Let us start all over again with another method for excluding outliers, using the Cook distance.
```{r eval=FALSE}
Time.spent.on.appraisals <- read_csv("https://https://hranalytics.netlify.com/data/Time.spent.on.appraisals.csv")
```
```{r read_appraisals_data2, echo=FALSE, warning=FALSE, message=FALSE}
Time.spent.on.appraisals <- read_csv("data/Time.spent.on.appraisals.csv")
```
```{r}
plot(Hours ~ Count.of.Appraisee, # plot the variables y ~ x
xlab="Number of appraisee", # x−axis label
ylab="Hours", # y−axis label
data=Time.spent.on.appraisals) # data set
model <- lm(Hours ~ Count.of.Appraisee, data=Time.spent.on.appraisals)
abline(model, col = "red")
cooksd <- cooks.distance(model)
# Plot the Cook's Distance using the traditional 4/n criterion
sample_size <- nrow(Time.spent.on.appraisals)

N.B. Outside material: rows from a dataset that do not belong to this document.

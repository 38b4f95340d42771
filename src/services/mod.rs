//! Services - business logic and state management
//!
//! This module contains the core business logic services:
//! - `occupancy` - Location graph, occupancy transitions, locking and sensor roles
//! - `actions` - Resolves location action tokens into device commands

pub mod actions;
pub mod occupancy;

// Re-export commonly used types
pub use actions::ActionExecutor;
pub use occupancy::{ControlCommand, LocationGraph, NodeSnapshot, StateCommand};
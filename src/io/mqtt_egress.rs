//! MQTT publisher for registry writes
//!
//! Publishes engine output to topics built from the configured templates:
//! - state topic - status mirror updates (QoS 0)
//! - command topic - device commands issued by location actions (QoS 1)

use crate::infra::config::Config;
use crate::io::egress_channel::EgressMessage;
use rumqttc::{AsyncClient, Event, EventLoop, MqttOptions, Packet, QoS};
use std::time::Duration;
use tokio::sync::{mpsc, watch};
use tracing::{debug, info, warn};

/// Substitute the item name into a topic template
pub fn render_topic(template: &str, item: &str) -> String {
    template.replace("{item}", item)
}

/// Publishes egress messages until shutdown, then drains what is queued
pub struct MqttPublisher {
    client: AsyncClient,
    rx: mpsc::Receiver<EgressMessage>,
    state_topic: String,
    command_topic: String,
}

impl MqttPublisher {
    pub fn new(config: &Config, rx: mpsc::Receiver<EgressMessage>) -> Self {
        let mut options =
            MqttOptions::new(format!("occupancy-egress-{}", std::process::id()), config.mqtt_host(), config.mqtt_port());
        options.set_keep_alive(Duration::from_secs(30));
        options.set_clean_session(true);
        if let (Some(username), Some(password)) = (config.mqtt_username(), config.mqtt_password()) {
            options.set_credentials(username, password);
        }

        let (client, eventloop) = AsyncClient::new(options, 100);
        tokio::spawn(drive(eventloop));

        Self {
            client,
            rx,
            state_topic: config.egress_state_topic().to_string(),
            command_topic: config.egress_command_topic().to_string(),
        }
    }

    pub async fn run(mut self, mut shutdown: watch::Receiver<bool>) {
        info!(state = %self.state_topic, command = %self.command_topic, "mqtt_egress_started");

        loop {
            tokio::select! {
                msg = self.rx.recv() => match msg {
                    Some(msg) => self.publish(msg).await,
                    None => {
                        info!("mqtt_egress_channel_closed");
                        return;
                    }
                },
                _ = shutdown.changed() => {
                    if *shutdown.borrow() {
                        let mut drained = 0usize;
                        while let Ok(msg) = self.rx.try_recv() {
                            self.publish(msg).await;
                            drained += 1;
                        }
                        info!(drained = drained, "mqtt_egress_shutdown");
                        return;
                    }
                }
            }
        }
    }

    /// Topic and QoS for a message
    fn route(&self, msg: &EgressMessage) -> (String, QoS) {
        match msg {
            EgressMessage::StateUpdate { item, .. } => (render_topic(&self.state_topic, item), QoS::AtMostOnce),
            EgressMessage::Command { item, .. } => (render_topic(&self.command_topic, item), QoS::AtLeastOnce),
        }
    }

    async fn publish(&self, msg: EgressMessage) {
        let (topic, qos) = self.route(&msg);
        let payload = msg.value().as_bytes().to_vec();
        if let Err(e) = self.client.publish(topic.as_str(), qos, false, payload).await {
            warn!(error = %e, item = %msg.item(), topic = %topic, "mqtt_egress_publish_failed");
        }
    }
}

/// Poll the connection; rumqttc reconnects on the next poll after an error
async fn drive(mut eventloop: EventLoop) {
    loop {
        match eventloop.poll().await {
            Ok(Event::Incoming(Packet::ConnAck(_))) => info!("mqtt_egress_connected"),
            Ok(Event::Incoming(Packet::PubAck(ack))) => debug!(pkid = ack.pkid, "mqtt_egress_puback"),
            Ok(_) => {}
            Err(e) => {
                warn!(error = %e, "mqtt_egress_connection_error");
                tokio::time::sleep(Duration::from_secs(1)).await;
            }
        }
    }
}
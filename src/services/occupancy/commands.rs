//! Commands on the per-location control items
//!
//! - Occupancy-State: `ON` occupies the location, `OFF` vacates it
//! - Occupancy-Control: `LOCK`, `LOCK,<seconds>`, `UNLOCK`, `CLEARLOCKS`

use super::LocationGraph;
use crate::domain::types::StatusItem;
use std::fmt;
use std::str::FromStr;
use std::time::Duration;
use thiserror::Error;
use tracing::{debug, info, warn};

const DIRECT_COMMAND: &str = "Direct command";

#[derive(Debug, Clone, Copy, PartialEq, Eq)]
pub enum ControlCommand {
    Lock { timeout: Option<Duration> },
    Unlock,
    ClearLocks,
}

#[derive(Debug, Clone, PartialEq, Eq, Error)]
pub enum ControlCommandError {
    #[error("empty control command")]
    Empty,
    #[error("unknown control command '{0}'")]
    Unknown(String),
    #[error("invalid lock timeout '{0}'")]
    InvalidTimeout(String),
    #[error("unexpected argument '{arg}' for {command}")]
    UnexpectedArgument { command: String, arg: String },
}

impl FromStr for ControlCommand {
    type Err = ControlCommandError;

    fn from_str(s: &str) -> Result<Self, Self::Err> {
        let mut parts = s.split(',').map(str::trim);
        let command = parts.next().unwrap_or_default();
        let arg = parts.next().filter(|a| !a.is_empty());

        let parsed = match command.to_ascii_uppercase().as_str() {
            "" => return Err(ControlCommandError::Empty),
            "LOCK" => {
                let timeout = match arg {
                    Some(secs) => Some(
                        secs.parse::<u64>()
                            .map(Duration::from_secs)
                            .map_err(|_| ControlCommandError::InvalidTimeout(secs.to_string()))?,
                    ),
                    None => None,
                };
                // LOCK,0 is a plain lock
                return Ok(ControlCommand::Lock { timeout: timeout.filter(|t| !t.is_zero()) });
            }
            "UNLOCK" => ControlCommand::Unlock,
            "CLEARLOCKS" => ControlCommand::ClearLocks,
            _ => return Err(ControlCommandError::Unknown(s.trim().to_string())),
        };

        match arg {
            Some(arg) => Err(ControlCommandError::UnexpectedArgument {
                command: command.to_string(),
                arg: arg.to_string(),
            }),
            None => Ok(parsed),
        }
    }
}

impl fmt::Display for ControlCommand {
    fn fmt(&self, f: &mut fmt::Formatter<'_>) -> fmt::Result {
        match self {
            ControlCommand::Lock { timeout: Some(t) } => write!(f, "LOCK,{}", t.as_secs()),
            ControlCommand::Lock { timeout: None } => f.write_str("LOCK"),
            ControlCommand::Unlock => f.write_str("UNLOCK"),
            ControlCommand::ClearLocks => f.write_str("CLEARLOCKS"),
        }
    }
}

#[derive(Debug, Clone, Copy, PartialEq, Eq)]
pub enum StateCommand {
    Occupied,
    Vacant,
}

#[derive(Debug, Clone, PartialEq, Eq, Error)]
#[error("invalid occupancy state command '{0}', expected ON or OFF")]
pub struct StateCommandError(pub String);

impl FromStr for StateCommand {
    type Err = StateCommandError;

    fn from_str(s: &str) -> Result<Self, Self::Err> {
        match s.trim() {
            "ON" => Ok(StateCommand::Occupied),
            "OFF" => Ok(StateCommand::Vacant),
            other => Err(StateCommandError(other.to_string())),
        }
    }
}

impl StateCommand {
    pub fn as_str(&self) -> &'static str {
        match self {
            StateCommand::Occupied => "ON",
            StateCommand::Vacant => "OFF",
        }
    }
}

impl LocationGraph {
    /// Dispatch a command received on one of a location's status items
    pub(crate) fn handle_status_command(
        &mut self,
        location: &str,
        status: StatusItem,
        command: &str,
    ) {
        match status {
            StatusItem::State => match command.parse::<StateCommand>() {
                Ok(cmd) => {
                    self.metrics.record_command_event();
                    info!(location = %location, command = cmd.as_str(), "occupancy_state_command");
                    self.apply_state_command(location, cmd);
                }
                Err(e) => warn!(location = %location, error = %e, "occupancy_state_command_invalid"),
            },
            StatusItem::Control => match command.parse::<ControlCommand>() {
                Ok(cmd) => {
                    self.metrics.record_command_event();
                    info!(location = %location, command = %cmd, "occupancy_control_command");
                    self.apply_control_command(location, cmd);
                }
                Err(e) => warn!(location = %location, error = %e, "occupancy_control_command_invalid"),
            },
            StatusItem::Lock | StatusItem::Time => {
                debug!(location = %location, item = status.tag(), "status_item_command_ignored");
            }
        }
    }

    pub fn apply_state_command(&mut self, location: &str, command: StateCommand) {
        match command {
            StateCommand::Occupied => self.set_occupied(location, DIRECT_COMMAND, None),
            StateCommand::Vacant => self.set_vacant(location, DIRECT_COMMAND),
        }
    }

    pub fn apply_control_command(&mut self, location: &str, command: ControlCommand) {
        match command {
            ControlCommand::Lock { timeout } => self.lock(location, timeout),
            ControlCommand::Unlock => self.unlock(location),
            ControlCommand::ClearLocks => self.clear_lock(location),
        }
    }
}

plot(cooksd, pch="*", cex=2, main="Influential Obs by Cooks distance") # plot cook's distance
abline(h = 4/sample_size, col="red") # add cutoff line
text(x=1:length(cooksd)+1, y=cooksd, labels=ifelse(cooksd>4/sample_size, names(cooksd),""), col="red") # add labels
# Removing Outliers
# influential row numbers
influential <- as.numeric(names(cooksd)[(cooksd > (4/sample_size))])
Time.spent.on.appraisals_screen <- Time.spent.on.appraisals[-influential, ]
plot3 <- ggplot(data = Time.spent.on.appraisals, aes(x = Count.of.Appraisee, y = Hours)) +
geom_point(size = 2, alpha = 0.6, na.rm=TRUE) +
xlim(0, 40) + ylim(0, 600) +
geom_smooth(method = lm, na.rm=TRUE) + # geom_smooth
ggtitle("Before")
plot4 <- ggplot(data = Time.spent.on.appraisals_screen, aes(x = Count.of.Appraisee, y = Hours)) +
geom_point(size = 2, alpha = 0.6, na.rm=TRUE) +
xlim(0, 40) + ylim(0, 600) +
geom_smooth(method = lm, na.rm=TRUE) +
ggtitle("After")
gridExtra::grid.arrange(plot3, plot4, ncol=2)
model_screen <- lm(Hours ~ Count.of.Appraisee, data=Time.spent.on.appraisals_screen)
#The following produces the formula of the new linear regression without the outliers
paste('y =', round(coef(model_screen)[[2]], digits = 3), '* x', '+', round(coef(model_screen)[[1]], digits = 3))
```
y = 3.741 * x + 30.099
Now it would appear, that every manager spends on average 30 hours independently from the number of staff to appraise and an additional 3 hours and 45 minutes to appraise each indivual subordinate.
You can imagine that we could push the analysis even further, but we will stop here for the time being. Ready to resume when management is again interested in the matter.